EXCERPTED DATA Block Start
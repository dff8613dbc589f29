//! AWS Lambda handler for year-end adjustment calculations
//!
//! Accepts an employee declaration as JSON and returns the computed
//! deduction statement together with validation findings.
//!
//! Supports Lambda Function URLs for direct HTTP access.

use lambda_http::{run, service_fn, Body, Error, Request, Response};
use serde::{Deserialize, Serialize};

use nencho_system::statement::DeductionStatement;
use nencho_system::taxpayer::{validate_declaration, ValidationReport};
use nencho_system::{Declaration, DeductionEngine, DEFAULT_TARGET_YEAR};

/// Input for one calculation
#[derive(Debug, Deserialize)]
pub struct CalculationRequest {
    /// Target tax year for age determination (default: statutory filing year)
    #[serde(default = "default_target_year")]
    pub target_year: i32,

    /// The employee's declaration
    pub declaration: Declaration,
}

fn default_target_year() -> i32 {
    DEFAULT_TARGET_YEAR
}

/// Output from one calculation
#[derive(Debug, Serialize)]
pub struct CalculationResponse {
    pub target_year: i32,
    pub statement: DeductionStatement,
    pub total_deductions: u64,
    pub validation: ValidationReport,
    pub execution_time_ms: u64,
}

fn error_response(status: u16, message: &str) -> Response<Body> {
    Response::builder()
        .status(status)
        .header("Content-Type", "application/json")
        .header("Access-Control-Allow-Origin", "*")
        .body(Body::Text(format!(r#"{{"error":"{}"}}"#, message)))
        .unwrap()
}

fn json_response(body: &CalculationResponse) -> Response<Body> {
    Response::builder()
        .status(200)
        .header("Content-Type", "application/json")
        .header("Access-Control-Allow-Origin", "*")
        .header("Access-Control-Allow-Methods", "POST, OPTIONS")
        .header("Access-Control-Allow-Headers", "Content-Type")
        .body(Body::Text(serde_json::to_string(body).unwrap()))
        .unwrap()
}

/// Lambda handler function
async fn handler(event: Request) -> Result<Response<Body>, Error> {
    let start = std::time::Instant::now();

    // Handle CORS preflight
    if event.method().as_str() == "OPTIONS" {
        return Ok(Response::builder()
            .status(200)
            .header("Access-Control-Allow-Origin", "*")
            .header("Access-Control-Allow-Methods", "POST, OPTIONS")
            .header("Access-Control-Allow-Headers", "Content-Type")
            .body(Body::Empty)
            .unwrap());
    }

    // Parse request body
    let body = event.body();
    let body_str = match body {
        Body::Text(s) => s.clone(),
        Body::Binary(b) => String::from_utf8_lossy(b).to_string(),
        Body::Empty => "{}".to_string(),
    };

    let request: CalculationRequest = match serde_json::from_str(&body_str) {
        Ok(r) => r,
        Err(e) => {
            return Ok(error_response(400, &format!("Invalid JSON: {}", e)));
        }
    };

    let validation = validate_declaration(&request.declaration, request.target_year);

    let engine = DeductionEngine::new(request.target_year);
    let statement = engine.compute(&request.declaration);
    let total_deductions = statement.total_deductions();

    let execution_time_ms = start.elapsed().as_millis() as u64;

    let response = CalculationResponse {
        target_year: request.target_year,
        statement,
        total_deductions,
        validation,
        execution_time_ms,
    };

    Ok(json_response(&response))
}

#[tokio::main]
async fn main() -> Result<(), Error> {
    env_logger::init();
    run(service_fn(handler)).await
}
EXCERPTED DATA Block End
## [EXERCISE DETAILS]
For this exercise, return every line from the data that holds the string "event".

## [RESULT OF THIS EXERCISE]
async fn handler(event: Request) -> Result<Response<Body>, Error> {
    if event.method().as_str() == "OPTIONS" {
    let body = event.body();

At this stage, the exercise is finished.